Let's go back to the left side of the diagram, and the left side is the same. TP is written in the business MySQL, which contains the Innodb table, and then pass it to the slave library and change it to the blackhole engine. We just mentioned that the blackhole engine only has a table structure, and when the data is written in, the data is gone, so why did you send it here? Send it to binlog. The mechanism of MySQL is that when the data and log are written on the left, if you want to synchronize to the slave database, it must pass the binlog to the slave library. What do you do after receiving the log from the library? To do two things, first store the log locally, and then apply the local log, and then generate the same log from the library. If you change it into a blackhole engine, then the latter step is useless, get the log, the subsequent execution is empty execution, although there is no table, but the log is still there, then simply this can be used to store binlog, so you don't need to copy the binlog to the main database. It is not real-time to copy to the main library, and you can get binlog in real time in this way. Of course, now this only means that MySQL naturally supports such a mechanism. in fact, there are many excellent software in the community that can do the same thing. They can simulate the behavior of binlogserver, ask for binlog from the master library, and do not apply it later, so it exists locally. It just says that if we want to build a simple binlogserver, we can use the blackhole engine from the slave library, which is quite practical.

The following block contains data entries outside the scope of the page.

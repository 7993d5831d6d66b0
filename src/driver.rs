//! Drivers know how to talk to one kind of device.
//!
//! A driver is created from the flat parameter list of its configuration line,
//! see [`create`].

use std::{collections::BTreeMap, fmt::Debug, str::FromStr, time::Duration};

use async_trait::async_trait;

use crate::error::{Error, Result};

/// Drivers for serial line instruments.
pub mod serial;

/// The Simple Pipe Protocol driver.
pub mod spp;


/// The driver names accepted in configuration files.
pub const KINDS: [&str; 3] = ["test", "spp", "serial"];

/// True if a driver with this name exists.
pub fn is_known(kind: &str) -> bool {
    KINDS.contains(&kind)
}

/// Create a closed driver of the given kind.
pub fn create(kind: &str, params: &Params) -> Result<Box<dyn Driver>> {
    let driver: Box<dyn Driver> = match kind {
        "test" => Box::new(test::TestDriver::new(params)?),
        "spp" => Box::new(spp::SppDriver::new(params)?),
        "serial" => Box::new(serial::SerialDriver::new(params)?),
        _ => return Err(Error::UnknownDriver(kind.to_owned())),
    };

    Ok(driver)
}

/// Something which can get messages to and from a device.
///
/// The owner serializes all calls,
/// and only calls [`Driver::ask`] between [`Driver::open`] and [`Driver::close`].
#[async_trait]
pub trait Driver: Send + Debug {
    /// Open the device.
    async fn open(&mut self) -> Result<()>;

    /// Close the device. Closing a closed device does nothing.
    async fn close(&mut self) -> Result<()>;

    /// Send a message, return the answer.
    async fn ask(&mut self, message: &str) -> Result<String>;

    /// Read a message without sending anything.
    async fn read(&mut self) -> Result<String> {
        Err(Error::BadUsage(
            "this driver does not support reading without asking".into(),
        ))
    }

    /// Send a message without waiting for an answer.
    async fn write(&mut self, _message: &str) -> Result<()> {
        Err(Error::BadUsage(
            "this driver does not support writing without asking".into(),
        ))
    }
}

/// Driver parameters, as given on a configuration line.
///
/// Keys are stored without the leading `-`.
#[derive(Debug, Clone, Default, PartialEq, Eq)]
pub struct Params(BTreeMap<String, String>);

impl Params {
    /// No parameters.
    pub fn new() -> Self {
        Self::default()
    }

    /// Set a parameter, replacing any previous value.
    pub fn insert(&mut self, key: impl Into<String>, value: impl Into<String>) {
        self.0.insert(key.into(), value.into());
    }

    /// The raw value of a parameter.
    pub fn get(&self, key: &str) -> Option<&str> {
        self.0.get(key).map(String::as_str)
    }

    /// The parameter parsed as `T`, or `default` if missing.
    pub fn get_or<T: FromStr>(&self, key: &str, default: T) -> Result<T> {
        match self.get(key) {
            None => Ok(default),
            Some(value) => value
                .trim()
                .parse()
                .map_err(|_| Error::BadParameter(format!("can't parse value: \"{value}\""))),
        }
    }

    /// A timeout given in (possibly fractional) seconds, or `default` if missing.
    pub fn seconds_or(&self, key: &str, default: f64) -> Result<Duration> {
        let seconds: f64 = self.get_or(key, default)?;

        Duration::try_from_secs_f64(seconds).map_err(|_| {
            Error::BadParameter(format!(
                "timeout should be a non-negative number of seconds: -{key} {seconds}"
            ))
        })
    }

    /// Fail if any parameter is not in `known`.
    pub fn check_unknown(&self, known: &[&str]) -> Result<()> {
        let unknown: Vec<&str> = self
            .0
            .keys()
            .map(String::as_str)
            .filter(|key| !known.contains(key))
            .collect();

        match unknown.len() {
            0 => Ok(()),
            1 => Err(Error::BadParameter(format!("unknown option: {}", unknown[0]))),
            _ => Err(Error::BadParameter(format!(
                "unknown options: {}",
                unknown.join(", ")
            ))),
        }
    }

    /// Iterate over `(key, value)` pairs, sorted by key.
    pub fn iter(&self) -> impl Iterator<Item = (&str, &str)> {
        self.0.iter().map(|(k, v)| (k.as_str(), v.as_str()))
    }

    /// True if there are no parameters.
    pub fn is_empty(&self) -> bool {
        self.0.is_empty()
    }
}

impl<K: Into<String>, V: Into<String>> FromIterator<(K, V)> for Params {
    fn from_iter<I: IntoIterator<Item = (K, V)>>(iter: I) -> Self {
        Self(
            iter.into_iter()
                .map(|(k, v)| (k.into(), v.into()))
                .collect(),
        )
    }
}
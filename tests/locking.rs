use color_eyre::Result;
use common::{start_server, wait_for_info};
use pretty_assertions::assert_eq;

mod common;

#[tokio::test]
async fn locked_device_refuses_others() -> Result<()> {
    let server = start_server("dut test\n").await?;
    let mut alice = server.connect().await?;
    let mut bob = server.connect().await?;

    alice.ok("lock", "dut", "").await?;

    assert_eq!(bob.fail("use", "dut", "").await?, "device is locked");
    assert_eq!(bob.fail("ask", "dut", "x").await?, "device is locked");
    assert_eq!(bob.fail("lock", "dut", "").await?, "device is locked");
    assert_eq!(
        bob.fail("unlock", "dut", "").await?,
        "device is locked by another connection"
    );

    assert_eq!(alice.ok("ask", "dut", "mine").await?, "mine");

    alice.ok("unlock", "dut", "").await?;
    assert_eq!(bob.ok("ask", "dut", "x").await?, "x");

    Ok(())
}

#[tokio::test]
async fn shared_device_can_not_be_locked() -> Result<()> {
    let server = start_server("dut test\n").await?;
    let mut alice = server.connect().await?;
    let mut bob = server.connect().await?;

    alice.ok("use", "dut", "").await?;
    bob.ok("use", "dut", "").await?;

    assert_eq!(
        alice.fail("lock", "dut", "").await?,
        "Can't lock the device: it is in use"
    );

    bob.ok("release", "dut", "").await?;
    alice.ok("lock", "dut", "").await?;

    Ok(())
}

#[tokio::test]
async fn unlocking_an_unlocked_device() -> Result<()> {
    let server = start_server("dut test\n").await?;
    let mut client = server.connect().await?;

    assert_eq!(client.fail("unlock", "dut", "").await?, "device is not locked");

    Ok(())
}

#[tokio::test]
async fn disconnecting_releases_everything() -> Result<()> {
    let server = start_server("a test\nb test\n").await?;
    let mut alice = server.connect().await?;
    let mut bob = server.connect().await?;

    alice.ok("lock", "a", "").await?;
    alice.ok("use", "b", "").await?;
    bob.ok("use", "b", "").await?;

    drop(alice);

    wait_for_info(&mut bob, "a", "Device is closed").await?;
    wait_for_info(&mut bob, "b", "Number of users: 1").await?;

    bob.ok("lock", "a", "").await?;
    bob.ok("lock", "b", "").await?;

    Ok(())
}

#[tokio::test]
async fn release_all() -> Result<()> {
    let server = start_server("a test\nb test\n").await?;
    let mut client = server.connect().await?;

    client.ok("use", "a", "").await?;
    client.ok("lock", "b", "").await?;
    client.ok("release_all", "", "").await?;

    let info = client.ok("info", "a", "").await?;
    assert!(info.contains("Device is closed"), "{info}");
    let info = client.ok("info", "b", "").await?;
    assert!(info.contains("Device is closed"), "{info}");
    assert!(!info.contains("locked"), "{info}");

    Ok(())
}
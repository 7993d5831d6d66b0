use std::{ffi::OsStr, path::Path, path::PathBuf};

use tokio::sync::RwLock;
use tracing::{debug, info, metadata::LevelFilter, trace};
use tracing_subscriber::prelude::*;

fn do_init(level: LevelFilter, logfile: Option<PathBuf>) {
    let mut message = String::from("Logging to");

    let (stdout_layer, file_layer) = match logfile {
        None => {
            message += " stdout";

            let layer = tracing_subscriber::fmt::layer().with_filter(level);
            (Some(layer), None)
        }
        Some(path) => {
            message += &format!(" file {path:?}");

            let directory = path
                .parent()
                .filter(|dir| !dir.as_os_str().is_empty())
                .unwrap_or_else(|| Path::new("."));
            let file_name = path
                .file_name()
                .unwrap_or_else(|| OsStr::new("device-broker.log"));

            // Appends if the file exists.
            let file_appender = tracing_appender::rolling::never(directory, file_name);

            let layer = tracing_subscriber::fmt::layer()
                .with_writer(file_appender)
                .with_ansi(false)
                .with_filter(level);
            (None, Some(layer))
        }
    };

    let result = tracing_subscriber::registry()
        .with(stdout_layer)
        .with(file_layer)
        .try_init();

    match result {
        Ok(()) => debug!(message),
        Err(e) => eprintln!("Could not set up logging: {e}"),
    }
}

/// Initialize tracing.
///
/// Will only initialize once, so tests may call this.
pub async fn init(level: LevelFilter, logfile: Option<PathBuf>) {
    static TRACING_IS_INITIALIZED: RwLock<bool> = RwLock::const_new(false);

    let initialized = { *TRACING_IS_INITIALIZED.read().await };

    if !initialized {
        let mut initialized = TRACING_IS_INITIALIZED.write().await;

        // To avoid race condition between the `.read()` and the
        // `.write()`.
        if *initialized {
            return;
        }

        do_init(level, logfile);

        *initialized = true;
    }

    info!("Logging initialized");
}

/// Called before the process exits.
pub fn shutdown() {
    trace!("Shutting down");
}
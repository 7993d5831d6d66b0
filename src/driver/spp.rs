//! Programs speaking the Simple Pipe Protocol.
//!
//! The program is run with its stdin and stdout connected to us.
//! Its first line is a header, `<c>SPP<version>`, where `<c>` is any character
//! (usually `#`) which from then on marks control lines.
//! Every answer (including the unasked one following the header) ends with
//! `<c>OK`, or with `<c>Error: <message>` / `<c>Fatal: <message>`.
//! Data lines starting with `<c>` are protected by doubling it.
//!
//! Parameters:
//!
//! - `-prog`: the command to run. Required.
//! - `-open_timeout`: seconds to wait for the header and first answer. Default 20.
//! - `-read_timeout`: seconds to wait for each line of an answer. Default 5.
//! - `-close_timeout`: seconds the program gets to exit after its input is closed,
//!   before it is aborted. Default 5.
//! - `-idn`: answer `*idn?` with this instead of asking the program.

use std::time::Duration;

use async_trait::async_trait;
use tracing::{debug, trace, warn};

use super::{Driver, Params};
use crate::{
    bridge::PipeBridge,
    error::{Error, ErrorKind, Result},
};

/// A Simple Pipe Protocol session.
#[derive(Debug)]
pub struct SppDriver {
    prog: String,
    open_timeout: Duration,
    read_timeout: Duration,
    close_timeout: Duration,
    idn: Option<String>,

    /// Present while open.
    bridge: Option<PipeBridge>,

    /// The control character announced by the header.
    escape: char,
}

impl SppDriver {
    /// A closed session for the program given by `-prog`.
    pub fn new(params: &Params) -> Result<Self> {
        let prog = params.get("prog").unwrap_or_default();
        if prog.is_empty() {
            return Err(Error::BadParameter(
                "Parameter -prog is empty or missing".into(),
            ));
        }

        Ok(Self {
            prog: prog.to_owned(),
            open_timeout: params.seconds_or("open_timeout", 20.0)?,
            read_timeout: params.seconds_or("read_timeout", 5.0)?,
            close_timeout: params.seconds_or("close_timeout", 5.0)?,
            idn: params.get("idn").map(ToOwned::to_owned),
            bridge: None,
            escape: '#',
        })
    }

    fn closed(&self) -> Error {
        Error::Closed("SPP: device is closed".into())
    }

    fn check_header(&mut self, header: Option<String>) -> Result<()> {
        let header = header.unwrap_or_default();
        let chars: Vec<char> = header.chars().collect();

        if chars.len() < 5 || chars[1..4] != ['S', 'P', 'P'] {
            return Err(Error::Protocol(format!(
                "SPP: unknown protocol, header expected: {}",
                self.prog
            )));
        }

        let version: String = chars[4..].iter().collect();
        let version: i32 = version
            .trim()
            .parse()
            .map_err(|_| Error::Protocol(format!("can't parse value: \"{version}\"")))?;

        if version != 1 && version != 2 {
            return Err(Error::Protocol(format!(
                "SPP: unsupported protocol version: {}",
                self.prog
            )));
        }

        self.escape = chars[0];
        debug!(prog = %self.prog, %version, escape = %self.escape, "SPP header");

        Ok(())
    }

    /// Read lines until the end of an answer, returning the body.
    async fn read_answer(&mut self, timeout: Duration) -> Result<String> {
        let escape = self.escape;
        let bridge = match self.bridge.as_mut() {
            Some(bridge) => bridge,
            None => return Err(self.closed()),
        };

        let mut body: Vec<String> = vec![];

        while let Some(line) = bridge.read_line(timeout).await? {
            trace!(%line, "SPP line");

            let Some(control) = line.strip_prefix(escape) else {
                body.push(line);
                continue;
            };

            if control == "OK" {
                return Ok(body.join("\n"));
            } else if let Some(message) = control.strip_prefix("Error: ") {
                return Err(Error::DeviceError(message.to_owned()));
            } else if let Some(message) = control.strip_prefix("Fatal: ") {
                return Err(Error::DeviceFatal(message.to_owned()));
            } else if control.starts_with(escape) {
                body.push(control.to_owned());
            } else {
                return Err(Error::Protocol(format!(
                    "SPP: symbol {escape} in the beginning of a line is not protected: {}",
                    self.prog
                )));
            }
        }

        Err(Error::Protocol(format!(
            "SPP: no {escape}OK or {escape}Error message: {}",
            self.prog
        )))
    }

    async fn handshake(&mut self) -> Result<()> {
        let header = match self.bridge.as_mut() {
            Some(bridge) => bridge.read_line(self.open_timeout).await?,
            None => return Err(self.closed()),
        };
        self.check_header(header)?;

        let greeting = self.read_answer(self.open_timeout).await?;
        trace!(%greeting, "Discarding SPP greeting");

        Ok(())
    }

    /// Close the session if the program broke the protocol, or if its answer is late.
    /// A late answer would otherwise be taken as the answer to the next message.
    async fn close_if_out_of_step<T>(&mut self, result: Result<T>) -> Result<T> {
        if let Err(e) = &result {
            if e.kind() == ErrorKind::Protocol || matches!(e, Error::Timeout(_)) {
                warn!(prog = %self.prog, %e, "Closing SPP session");
                if let Err(e) = self.close().await {
                    warn!(%e, "Closing SPP session");
                }
            }
        }

        result
    }
}

#[async_trait]
impl Driver for SppDriver {
    async fn open(&mut self) -> Result<()> {
        if self.bridge.is_some() {
            return Ok(());
        }

        self.bridge = Some(PipeBridge::spawn(&self.prog)?);

        if let Err(e) = self.handshake().await {
            if let Err(close_error) = self.close().await {
                warn!(%close_error, "Closing SPP program after failed open");
            }
            return Err(e);
        }

        Ok(())
    }

    async fn close(&mut self) -> Result<()> {
        let Some(mut bridge) = self.bridge.take() else {
            return Ok(());
        };

        bridge.close_input().await;
        bridge.watchdog_start(self.close_timeout);
        let status = bridge.finish().await?;

        debug!(prog = %self.prog, %status, "SPP program ended");
        Ok(())
    }

    async fn ask(&mut self, message: &str) -> Result<String> {
        if self.bridge.is_none() {
            return Err(self.closed());
        }

        if let Some(idn) = &self.idn {
            if message.trim().eq_ignore_ascii_case("*idn?") {
                return Ok(idn.clone());
            }
        }

        self.write(message).await?;
        self.read().await
    }

    /// Read one answer. On a protocol error or a timeout the session is closed,
    /// [`Driver::open`] starts a new one.
    async fn read(&mut self) -> Result<String> {
        let answer = self.read_answer(self.read_timeout).await;
        self.close_if_out_of_step(answer).await
    }

    async fn write(&mut self, message: &str) -> Result<()> {
        let bridge = match self.bridge.as_mut() {
            Some(bridge) => bridge,
            None => return Err(self.closed()),
        };

        bridge.write(format!("{message}\n").as_bytes()).await?;
        bridge.flush().await
    }
}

Some students say that this looks a little silly, so we might as well use those solutions like those in the community. in fact, if we can expand further, we can think of other scenarios, for example, if we want to do a distributed scenario, we usually need multiple nodes. because there's an election, right? For example, when we want to do a high-availability cluster across centers and cities, there may be many cluster nodes. For example, there are 5 nodes in A city, 4 nodes in B city, and 9 nodes run very well, right? After one has been hung up, it can be elected. What is the problem with it? The cost is relatively high, because you have to put data everywhere, so is there any way to save costs? Some people have practiced such a scheme before, that is to say, these nine nodes do not really need that much data, and some of them simply want to participate in the election. Even if you do not want to be elected, you just participate in the vote, then you can use the blackhole engine, which can synchronize the data to interact with everyone, and then participate in the vote. Of course, it has to mark itself as not elected. In this way, although you have the cost of 9 nodes, the storage you really need may only be 5 or 4, and the rest is simulated by binlog server, which is also a framework that has been implemented before.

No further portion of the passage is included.